- What to do: For the data below, work out how many lines include the string "readable" and report only the number.

-------- Entries shown

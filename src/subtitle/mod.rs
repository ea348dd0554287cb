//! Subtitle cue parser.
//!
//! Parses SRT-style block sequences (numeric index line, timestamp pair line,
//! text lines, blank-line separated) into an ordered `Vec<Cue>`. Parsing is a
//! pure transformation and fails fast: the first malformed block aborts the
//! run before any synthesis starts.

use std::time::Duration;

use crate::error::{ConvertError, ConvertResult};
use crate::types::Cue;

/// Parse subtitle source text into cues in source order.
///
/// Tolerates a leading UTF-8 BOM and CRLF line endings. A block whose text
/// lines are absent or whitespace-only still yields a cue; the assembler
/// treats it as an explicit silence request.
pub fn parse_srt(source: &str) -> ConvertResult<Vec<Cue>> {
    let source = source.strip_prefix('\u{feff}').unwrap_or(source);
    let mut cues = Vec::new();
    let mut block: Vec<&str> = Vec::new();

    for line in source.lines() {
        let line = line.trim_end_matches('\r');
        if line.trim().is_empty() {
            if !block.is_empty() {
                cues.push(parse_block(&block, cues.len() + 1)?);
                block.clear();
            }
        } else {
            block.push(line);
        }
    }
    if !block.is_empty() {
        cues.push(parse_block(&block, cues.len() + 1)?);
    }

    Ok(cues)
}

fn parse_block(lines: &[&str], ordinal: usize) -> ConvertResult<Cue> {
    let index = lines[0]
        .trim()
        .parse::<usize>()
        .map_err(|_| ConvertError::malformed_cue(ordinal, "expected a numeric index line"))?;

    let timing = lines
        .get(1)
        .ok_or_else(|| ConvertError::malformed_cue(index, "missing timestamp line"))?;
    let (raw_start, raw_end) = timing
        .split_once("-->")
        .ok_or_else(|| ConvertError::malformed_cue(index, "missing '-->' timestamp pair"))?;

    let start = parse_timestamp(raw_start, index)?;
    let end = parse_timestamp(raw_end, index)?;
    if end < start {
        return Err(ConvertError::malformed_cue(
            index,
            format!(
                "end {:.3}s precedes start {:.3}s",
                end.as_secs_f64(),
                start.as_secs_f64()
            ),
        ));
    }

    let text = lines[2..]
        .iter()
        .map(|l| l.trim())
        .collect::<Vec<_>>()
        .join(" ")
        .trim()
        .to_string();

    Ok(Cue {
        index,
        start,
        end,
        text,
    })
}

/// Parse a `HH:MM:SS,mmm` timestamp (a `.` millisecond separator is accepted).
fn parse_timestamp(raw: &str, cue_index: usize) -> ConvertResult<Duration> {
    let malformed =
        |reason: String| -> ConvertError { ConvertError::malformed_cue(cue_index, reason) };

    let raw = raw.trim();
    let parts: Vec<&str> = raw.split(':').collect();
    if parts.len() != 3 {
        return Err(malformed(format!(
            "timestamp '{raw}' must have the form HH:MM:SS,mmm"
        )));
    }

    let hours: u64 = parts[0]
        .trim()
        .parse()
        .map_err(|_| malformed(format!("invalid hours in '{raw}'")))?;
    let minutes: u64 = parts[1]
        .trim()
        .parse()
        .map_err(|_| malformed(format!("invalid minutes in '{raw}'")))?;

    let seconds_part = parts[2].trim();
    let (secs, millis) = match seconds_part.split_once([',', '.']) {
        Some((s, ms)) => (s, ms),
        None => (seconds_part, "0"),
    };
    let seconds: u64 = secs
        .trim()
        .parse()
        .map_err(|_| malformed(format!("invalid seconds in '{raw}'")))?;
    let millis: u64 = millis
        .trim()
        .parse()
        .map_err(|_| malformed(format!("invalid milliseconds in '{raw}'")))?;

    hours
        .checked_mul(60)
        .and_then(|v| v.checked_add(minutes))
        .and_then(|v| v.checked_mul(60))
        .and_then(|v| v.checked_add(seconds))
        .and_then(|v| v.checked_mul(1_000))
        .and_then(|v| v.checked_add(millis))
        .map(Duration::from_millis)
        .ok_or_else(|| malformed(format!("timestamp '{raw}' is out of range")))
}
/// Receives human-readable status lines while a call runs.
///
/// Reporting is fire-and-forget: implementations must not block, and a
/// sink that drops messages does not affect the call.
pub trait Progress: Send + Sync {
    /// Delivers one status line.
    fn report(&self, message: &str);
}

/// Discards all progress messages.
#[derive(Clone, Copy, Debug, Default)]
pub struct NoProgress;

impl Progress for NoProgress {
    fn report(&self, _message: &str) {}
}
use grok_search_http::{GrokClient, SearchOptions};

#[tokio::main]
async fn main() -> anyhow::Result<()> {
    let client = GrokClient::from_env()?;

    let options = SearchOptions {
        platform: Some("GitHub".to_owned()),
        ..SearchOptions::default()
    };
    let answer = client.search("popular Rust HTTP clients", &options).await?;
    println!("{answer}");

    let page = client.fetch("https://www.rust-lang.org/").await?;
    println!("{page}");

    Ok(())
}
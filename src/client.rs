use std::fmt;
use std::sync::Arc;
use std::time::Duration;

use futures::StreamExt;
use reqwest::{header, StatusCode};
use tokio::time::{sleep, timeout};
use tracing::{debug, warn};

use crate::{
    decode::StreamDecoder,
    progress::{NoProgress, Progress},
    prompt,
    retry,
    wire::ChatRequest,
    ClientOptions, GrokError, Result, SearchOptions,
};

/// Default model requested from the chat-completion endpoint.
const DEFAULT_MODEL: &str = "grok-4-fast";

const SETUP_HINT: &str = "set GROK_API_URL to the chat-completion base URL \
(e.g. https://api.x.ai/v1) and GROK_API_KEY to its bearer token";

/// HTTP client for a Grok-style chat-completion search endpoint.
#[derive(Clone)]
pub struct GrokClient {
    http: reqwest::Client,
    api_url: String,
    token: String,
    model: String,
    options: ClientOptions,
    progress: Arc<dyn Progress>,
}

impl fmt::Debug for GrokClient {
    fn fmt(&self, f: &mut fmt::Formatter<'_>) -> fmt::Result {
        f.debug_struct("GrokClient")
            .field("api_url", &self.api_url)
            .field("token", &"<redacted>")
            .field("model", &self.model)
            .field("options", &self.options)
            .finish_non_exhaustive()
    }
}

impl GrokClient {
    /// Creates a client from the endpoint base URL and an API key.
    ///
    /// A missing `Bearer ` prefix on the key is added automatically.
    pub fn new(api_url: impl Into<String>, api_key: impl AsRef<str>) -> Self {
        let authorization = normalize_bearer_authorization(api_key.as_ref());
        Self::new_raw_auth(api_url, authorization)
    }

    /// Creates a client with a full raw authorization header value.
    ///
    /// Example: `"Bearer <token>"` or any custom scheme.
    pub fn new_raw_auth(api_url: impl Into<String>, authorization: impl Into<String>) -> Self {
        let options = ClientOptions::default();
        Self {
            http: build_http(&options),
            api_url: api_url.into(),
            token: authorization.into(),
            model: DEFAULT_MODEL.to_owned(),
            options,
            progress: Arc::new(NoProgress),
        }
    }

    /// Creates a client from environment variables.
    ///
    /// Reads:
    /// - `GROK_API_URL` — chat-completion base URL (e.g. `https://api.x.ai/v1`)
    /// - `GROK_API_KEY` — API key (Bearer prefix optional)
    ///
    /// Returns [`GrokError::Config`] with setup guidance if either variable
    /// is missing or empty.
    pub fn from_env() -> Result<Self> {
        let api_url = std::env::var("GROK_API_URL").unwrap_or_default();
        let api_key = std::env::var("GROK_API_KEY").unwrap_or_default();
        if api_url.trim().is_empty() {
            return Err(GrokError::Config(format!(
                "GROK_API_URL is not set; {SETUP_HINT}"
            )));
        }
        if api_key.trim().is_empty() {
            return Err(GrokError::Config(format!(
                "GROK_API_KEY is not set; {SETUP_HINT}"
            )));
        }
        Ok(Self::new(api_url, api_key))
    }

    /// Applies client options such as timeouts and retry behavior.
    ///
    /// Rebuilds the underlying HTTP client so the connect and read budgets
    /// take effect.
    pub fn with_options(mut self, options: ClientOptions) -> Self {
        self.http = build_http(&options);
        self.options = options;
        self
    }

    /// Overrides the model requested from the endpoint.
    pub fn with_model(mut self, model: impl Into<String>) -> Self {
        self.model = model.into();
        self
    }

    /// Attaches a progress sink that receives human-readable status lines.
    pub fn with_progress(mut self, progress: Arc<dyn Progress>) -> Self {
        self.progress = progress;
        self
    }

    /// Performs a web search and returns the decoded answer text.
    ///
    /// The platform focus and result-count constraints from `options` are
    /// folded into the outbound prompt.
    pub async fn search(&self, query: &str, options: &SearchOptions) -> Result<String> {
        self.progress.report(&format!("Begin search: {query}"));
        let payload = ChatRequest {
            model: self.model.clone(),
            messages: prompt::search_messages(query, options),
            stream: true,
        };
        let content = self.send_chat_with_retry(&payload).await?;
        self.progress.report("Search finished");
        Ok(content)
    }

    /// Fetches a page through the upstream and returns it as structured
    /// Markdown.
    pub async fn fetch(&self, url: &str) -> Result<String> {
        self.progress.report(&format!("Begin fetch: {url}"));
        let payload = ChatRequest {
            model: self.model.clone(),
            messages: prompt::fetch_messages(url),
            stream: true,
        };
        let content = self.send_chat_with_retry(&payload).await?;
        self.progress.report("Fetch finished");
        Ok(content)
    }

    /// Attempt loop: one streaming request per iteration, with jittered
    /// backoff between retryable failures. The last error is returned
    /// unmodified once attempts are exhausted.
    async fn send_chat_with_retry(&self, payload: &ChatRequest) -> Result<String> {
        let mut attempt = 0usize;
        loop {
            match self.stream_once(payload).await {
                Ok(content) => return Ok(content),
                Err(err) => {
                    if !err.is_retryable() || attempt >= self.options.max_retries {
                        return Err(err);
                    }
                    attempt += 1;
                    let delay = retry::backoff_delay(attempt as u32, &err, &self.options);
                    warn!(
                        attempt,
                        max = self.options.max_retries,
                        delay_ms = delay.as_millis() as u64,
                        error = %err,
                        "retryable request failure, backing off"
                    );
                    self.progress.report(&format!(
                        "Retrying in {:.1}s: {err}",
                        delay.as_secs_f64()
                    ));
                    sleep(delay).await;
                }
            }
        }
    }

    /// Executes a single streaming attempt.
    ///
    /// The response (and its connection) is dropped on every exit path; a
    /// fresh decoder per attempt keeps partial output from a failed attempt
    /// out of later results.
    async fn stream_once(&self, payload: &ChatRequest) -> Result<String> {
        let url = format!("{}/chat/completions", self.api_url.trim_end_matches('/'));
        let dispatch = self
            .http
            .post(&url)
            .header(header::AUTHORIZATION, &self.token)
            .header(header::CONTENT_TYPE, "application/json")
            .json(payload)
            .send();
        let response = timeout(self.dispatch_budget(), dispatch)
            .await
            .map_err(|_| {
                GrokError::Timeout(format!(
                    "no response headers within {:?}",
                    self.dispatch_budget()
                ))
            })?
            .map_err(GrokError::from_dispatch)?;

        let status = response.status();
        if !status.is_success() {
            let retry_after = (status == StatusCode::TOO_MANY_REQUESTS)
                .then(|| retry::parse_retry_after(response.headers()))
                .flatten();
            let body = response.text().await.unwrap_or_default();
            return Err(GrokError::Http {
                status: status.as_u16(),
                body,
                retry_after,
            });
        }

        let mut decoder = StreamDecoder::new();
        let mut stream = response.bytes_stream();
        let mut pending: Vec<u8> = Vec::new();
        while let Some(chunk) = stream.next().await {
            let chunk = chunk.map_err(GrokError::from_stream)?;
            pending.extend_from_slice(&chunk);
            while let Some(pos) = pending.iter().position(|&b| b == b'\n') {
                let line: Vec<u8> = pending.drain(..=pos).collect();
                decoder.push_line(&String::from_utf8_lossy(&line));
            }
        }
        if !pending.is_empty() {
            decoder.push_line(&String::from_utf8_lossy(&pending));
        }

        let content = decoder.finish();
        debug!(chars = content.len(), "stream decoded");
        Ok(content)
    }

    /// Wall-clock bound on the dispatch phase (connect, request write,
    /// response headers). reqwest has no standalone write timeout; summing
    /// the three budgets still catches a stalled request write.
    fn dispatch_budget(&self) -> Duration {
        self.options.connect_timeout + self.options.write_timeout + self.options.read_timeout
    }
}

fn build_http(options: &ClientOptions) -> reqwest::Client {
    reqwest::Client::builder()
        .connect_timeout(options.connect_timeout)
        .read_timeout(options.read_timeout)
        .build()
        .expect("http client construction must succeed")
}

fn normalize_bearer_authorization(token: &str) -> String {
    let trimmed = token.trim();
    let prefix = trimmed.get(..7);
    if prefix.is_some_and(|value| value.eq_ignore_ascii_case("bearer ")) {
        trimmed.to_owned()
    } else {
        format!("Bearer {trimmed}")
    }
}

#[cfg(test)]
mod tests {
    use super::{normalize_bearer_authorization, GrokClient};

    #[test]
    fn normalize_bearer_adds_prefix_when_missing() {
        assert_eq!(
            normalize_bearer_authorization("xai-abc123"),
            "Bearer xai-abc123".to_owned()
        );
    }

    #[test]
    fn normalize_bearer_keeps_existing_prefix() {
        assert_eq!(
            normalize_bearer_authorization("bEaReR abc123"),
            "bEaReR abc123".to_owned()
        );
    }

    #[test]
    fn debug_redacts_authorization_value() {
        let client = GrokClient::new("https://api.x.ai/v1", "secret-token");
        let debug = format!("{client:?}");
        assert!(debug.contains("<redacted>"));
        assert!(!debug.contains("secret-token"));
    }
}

----------------

- Exercise result: 2